1. About these Terms and who we are
These Terms and Conditions (the “Terms”) are between you and the organisation you represent (“Customer”, “you”) and Octogle Technologies CO. L.L.C (“Leadey”, “we”, “us”), a company established in the United Arab Emirates with UAE establishment number 2881346 and trade licence number 1419977, registered office Office 2020 Parklane Tower, Business Bay, Dubai, United Arab Emirates. They govern access to and use of the Leadey websites, applications, APIs and related services (together, the “Service”).

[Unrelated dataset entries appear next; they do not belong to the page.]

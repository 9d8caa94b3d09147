use criterion::{black_box, criterion_group, criterion_main, Criterion};
use force_tetris::core::{Board, GameState, PieceQueue};
use force_tetris::types::PieceKind;

fn bench_tick(c: &mut Criterion) {
    let mut state = GameState::new(12345);
    state.start(None);

    c.bench_function("game_tick_16ms", |b| {
        b.iter(|| {
            state.tick(black_box(16));
        })
    });
}

fn bench_line_clear(c: &mut Criterion) {
    c.bench_function("clear_4_lines", |b| {
        b.iter(|| {
            let mut board = Board::new();
            // Fill bottom 4 rows
            for y in 16..20 {
                for x in 0..10 {
                    board.set(x, y, Some(PieceKind::I));
                }
            }
            board.clear_full_rows();
        })
    });
}

fn bench_fullest_row(c: &mut Criterion) {
    let mut board = Board::new();
    for y in 10..20 {
        for x in 0..(y % 10) {
            board.set(x, y, Some(PieceKind::L));
        }
    }

    c.bench_function("fullest_row", |b| b.iter(|| black_box(&board).fullest_row()));
}

fn bench_piece_spawn(c: &mut Criterion) {
    let mut state = GameState::new(12345);
    state.start(None);

    c.bench_function("spawn_piece", |b| {
        b.iter(|| {
            state.spawn_piece();
        })
    });
}

fn bench_piece_queue(c: &mut Criterion) {
    let mut queue = PieceQueue::new(12345);

    c.bench_function("next_kind", |b| {
        b.iter(|| {
            black_box(queue.next_kind());
        })
    });
}

fn bench_move_piece(c: &mut Criterion) {
    let mut state = GameState::new(12345);
    state.start(None);
    let mut dx = 1;

    c.bench_function("move_piece", |b| {
        b.iter(|| {
            if !state.move_piece(dx) {
                dx = -dx;
            }
        })
    });
}

fn bench_rotate(c: &mut Criterion) {
    let mut state = GameState::new(12345);
    state.start(None);

    c.bench_function("rotate", |b| {
        b.iter(|| {
            state.rotate(true);
        })
    });
}

fn bench_public_state(c: &mut Criterion) {
    let mut state = GameState::new(12345);
    state.start(None);

    c.bench_function("public_state", |b| b.iter(|| black_box(state.public_state())));
}

criterion_group!(
    benches,
    bench_tick,
    bench_line_clear,
    bench_fullest_row,
    bench_piece_spawn,
    bench_piece_queue,
    bench_move_piece,
    bench_rotate,
    bench_public_state
);
criterion_main!(benches);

These Terms incorporate by reference our Privacy Policy, our Acceptable Use Policy (AUP), our Data Processing Addendum (DPA), our Cookie Policy, and any order, plan description or order form you agree with us (each an “Order”). If there is a conflict, the order of precedence is: (1) a signed Order or master agreement; (2) the DPA; (3) these Terms; (4) the AUP; (5) other policies.
Acceptance and authority. By creating an account, clicking to accept, starting a free trial, or using the Service, you confirm that you accept these Terms and that you are authorised to bind the Customer. If you do not agree, do not use the Service.
2. Definitions
- Authorised User: An individual (such as an employee or contractor of the Customer) whom the Customer permits to use the Service under a seat.

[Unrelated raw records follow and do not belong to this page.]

//! RNG module - 7-bag random piece generation
//!
//! Implements the "7-bag" randomization algorithm used in modern Tetris.
//! Each bag contains one of each piece (I, J, L, O, S, T, Z), shuffled.
//! Pieces are dealt from the bag until it is empty, then a new bag is shuffled.
//!
//! The random source is injected: anything yielding uniform `[0, 1)` values
//! works, so tests can script exact bag orders.

use crate::types::{PieceKind, NEXT_QUEUE_LEN};
use arrayvec::ArrayVec;

/// Uniform `[0, 1)` random number source
pub trait RandomSource {
    fn next_unit(&mut self) -> f64;
}

impl<R: RandomSource + ?Sized> RandomSource for Box<R> {
    fn next_unit(&mut self) -> f64 {
        (**self).next_unit()
    }
}

/// Simple LCG (Linear Congruential Generator) RNG
/// Uses constants from Numerical Recipes
#[derive(Debug, Clone)]
pub struct SimpleRng {
    state: u32,
}

impl SimpleRng {
    /// Create a new RNG with the given seed
    pub fn new(seed: u32) -> Self {
        // Avoid 0 seed which would produce all zeros
        let state = if seed == 0 { 1 } else { seed };
        Self { state }
    }

    /// Generate next random u32
    pub fn next_u32(&mut self) -> u32 {
        // LCG formula: (a * state + c) mod m
        // Using Numerical Recipes constants: a=1664525, c=1013904223, m=2^32
        self.state = self.state.wrapping_mul(1664525).wrapping_add(1013904223);
        self.state
    }
}

impl RandomSource for SimpleRng {
    fn next_unit(&mut self) -> f64 {
        self.next_u32() as f64 / (u32::MAX as f64 + 1.0)
    }
}

/// Random source backed by a closure, e.g. a scripted sequence in tests
///
/// Values outside `[0, 1)` are clamped into range.
#[derive(Clone)]
pub struct FnRandom<F>(pub F);

impl<F: FnMut() -> f64> RandomSource for FnRandom<F> {
    fn next_unit(&mut self) -> f64 {
        (self.0)().clamp(0.0, 1.0 - f64::EPSILON)
    }
}

impl<F> std::fmt::Debug for FnRandom<F> {
    fn fmt(&self, f: &mut std::fmt::Formatter<'_>) -> std::fmt::Result {
        f.write_str("FnRandom(..)")
    }
}

/// Random source backed by any `rand` generator
#[derive(Debug, Clone)]
pub struct RandRandom<R>(pub R);

impl RandRandom<rand::rngs::ThreadRng> {
    /// Thread-local OS-seeded generator, for casual play
    pub fn thread() -> Self {
        Self(rand::thread_rng())
    }
}

impl<R: rand::RngCore> RandomSource for RandRandom<R> {
    fn next_unit(&mut self) -> f64 {
        use rand::Rng;
        self.0.gen::<f64>()
    }
}

/// Fisher-Yates shuffle of a fresh bag in canonical order
fn shuffled_bag(random: &mut impl RandomSource) -> ArrayVec<PieceKind, 7> {
    let mut bag: ArrayVec<PieceKind, 7> = PieceKind::ALL.into_iter().collect();
    for i in (1..bag.len()).rev() {
        let j = ((random.next_unit() * (i + 1) as f64) as usize).min(i);
        bag.swap(i, j);
    }
    bag
}

/// 7-bag piece generator with a visible next queue
///
/// The queue holds at least [`NEXT_QUEUE_LEN`] upcoming kinds; the bag holds
/// the shuffled kinds not yet queued. Kinds are dealt from the end of the bag.
#[derive(Debug, Clone)]
pub struct PieceQueue<R = SimpleRng> {
    queue: ArrayVec<PieceKind, { NEXT_QUEUE_LEN + 1 }>,
    bag: ArrayVec<PieceKind, 7>,
    random: R,
}

impl PieceQueue<SimpleRng> {
    /// Create a new piece queue with the given seed
    pub fn new(seed: u32) -> Self {
        Self::with_random(SimpleRng::new(seed))
    }
}

impl<R: RandomSource> PieceQueue<R> {
    /// Create a queue drawing from `random`, pre-filled to the preview length
    pub fn with_random(random: R) -> Self {
        let mut queue = Self {
            queue: ArrayVec::new(),
            bag: ArrayVec::new(),
            random,
        };
        queue.ensure(NEXT_QUEUE_LEN);
        queue
    }

    /// Top the queue up to `len` kinds, shuffling a new bag whenever the
    /// current one runs out
    pub fn ensure(&mut self, len: usize) {
        let len = len.min(self.queue.capacity());
        while self.queue.len() < len {
            if self.bag.is_empty() {
                self.bag = shuffled_bag(&mut self.random);
            }
            if let Some(kind) = self.bag.pop() {
                self.queue.push(kind);
            }
        }
    }

    /// Take the next kind and refill the preview
    pub fn next_kind(&mut self) -> PieceKind {
        self.ensure(1);
        let kind = self.queue.remove(0);
        self.ensure(NEXT_QUEUE_LEN);
        kind
    }

    /// Peek at the next piece without removing it
    pub fn peek(&self) -> Option<PieceKind> {
        self.queue.first().copied()
    }

    /// The next 5 kinds.
    ///
    /// This is stack-only and does not allocate.
    pub fn preview(&self) -> [PieceKind; NEXT_QUEUE_LEN] {
        let mut out = [PieceKind::I; NEXT_QUEUE_LEN];
        for (slot, kind) in out.iter_mut().zip(self.queue.iter()) {
            *slot = *kind;
        }
        out
    }

    /// Number of queued kinds
    pub fn len(&self) -> usize {
        self.queue.len()
    }

    pub fn is_empty(&self) -> bool {
        self.queue.is_empty()
    }

    /// Kinds left in the current bag
    pub fn bag_remaining(&self) -> usize {
        self.bag.len()
    }

    /// Drop queued and bagged kinds and deal a fresh preview from the same source
    pub fn reset(&mut self) {
        self.queue.clear();
        self.bag.clear();
        self.ensure(NEXT_QUEUE_LEN);
    }
}

impl Default for PieceQueue<SimpleRng> {
    fn default() -> Self {
        Self::new(1)
    }
}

- Customer Data: All data, including personal data, that the Customer or its Authorised Users submit to, generate in, or process through the Service, including leads, contacts, call recordings, transcripts, messages and notes.

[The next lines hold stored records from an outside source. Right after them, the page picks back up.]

use serde::Serialize;

use crate::board::BoardRows;
use crate::lock_delay::LockDelay;
use crate::pieces::{ShapeMatrix, Tetromino};
use crate::types::{Mode, PieceKind, Rotation, SessionStatus, SpinKind, NEXT_QUEUE_LEN};

/// Copy of a piece placement (active or ghost)
#[derive(Debug, Clone, Copy, PartialEq, Eq, Hash, Serialize)]
#[serde(rename_all = "camelCase")]
pub struct PieceSnapshot {
    pub kind: PieceKind,
    pub matrix: ShapeMatrix,
    pub rotation: Rotation,
    pub x: i8,
    pub y: i8,
}

impl PieceSnapshot {
    /// Absolute board positions of the occupied cells
    pub fn cells(&self) -> impl Iterator<Item = (i8, i8)> + '_ {
        self.matrix.cells().map(move |(dx, dy)| (self.x + dx, self.y + dy))
    }
}

impl From<Tetromino> for PieceSnapshot {
    fn from(value: Tetromino) -> Self {
        Self {
            kind: value.kind,
            matrix: value.matrix,
            rotation: value.rotation,
            x: value.x,
            y: value.y,
        }
    }
}

/// Everything a collaborator needs to render and persist a session.
///
/// Owned, deep copy: nothing in here aliases engine state.
#[derive(Debug, Clone, PartialEq, Serialize)]
#[serde(rename_all = "camelCase")]
pub struct PublicState {
    pub board: BoardRows,
    pub active: Option<PieceSnapshot>,
    /// Where the active piece would come to rest if hard dropped
    pub ghost: Option<PieceSnapshot>,
    pub next_queue: [PieceKind; NEXT_QUEUE_LEN],
    pub hold: Option<PieceKind>,
    pub can_hold: bool,
    pub score: u32,
    pub lines: u32,
    pub level: u32,
    pub combo: i32,
    pub back_to_back: bool,
    pub force_meter: f64,
    pub force_ready: bool,
    pub force_uses: u32,
    pub rank: &'static str,
    pub mode: Mode,
    pub status: SessionStatus,
    pub running: bool,
    pub paused: bool,
    pub game_over: bool,
    pub drop_interval_ms: u32,
    /// Spin marker of the most recent lock
    pub spin: Option<SpinKind>,
    pub lock_delay: LockDelay,
}

impl PublicState {
    pub fn playable(&self) -> bool {
        self.status == SessionStatus::Running
    }

    pub fn to_json(&self) -> serde_json::Result<String> {
        serde_json::to_string(self)
    }

    /// Number of filled board cells
    pub fn filled_cells(&self) -> usize {
        self.board.iter().flatten().filter(|c| c.is_some()).count()
    }
}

- End Contact: Any individual whom the Customer contacts or attempts to contact using the Service (for example a lead, prospect or recipient of a call, SMS, WhatsApp, email or message).
- Lead Data: Information relating to identified or identifiable third-party individuals or organisations (such as leads, prospects and End Contacts) that the Customer imports into, discovers through, enriches, or otherwise processes using the Service. Lead Data is a subset of Customer Data.
- Fees: The subscription, usage and other charges payable for the Service.
- Order: A plan selection, online checkout, order form or written agreement specifying the subscription, seats, Fees and term.
- Outreach Laws: All laws applicable to the Customer’s use of the Service for outbound communications, marketing and data processing, including the UK GDPR, EU GDPR, Data Protection Act 2018, PECR, TPS/CTPS rules, the US TCPA, the Telemarketing Sales Rule, CAN-SPAM, CCPA/CPRA and other applicable state and national laws.
- Subscription Term: The period of the Customer’s subscription as set out in the Order, including any renewal.
3. The Service, accounts and eligibility
The Service is a business tool intended solely for use by organisations and their Authorised Users in the course of business. It is not intended for consumers, and the consumer-protection regime does not apply to your use of it. You must be at least 18 and capable of forming a binding contract.
Accounts and security. You are responsible for configuring and securing your account, for the acts and omissions of your Authorised Users, and for keeping authentication credentials confidential. You must notify us promptly of any unauthorised use. Each seat is for one named Authorised User and must not be shared.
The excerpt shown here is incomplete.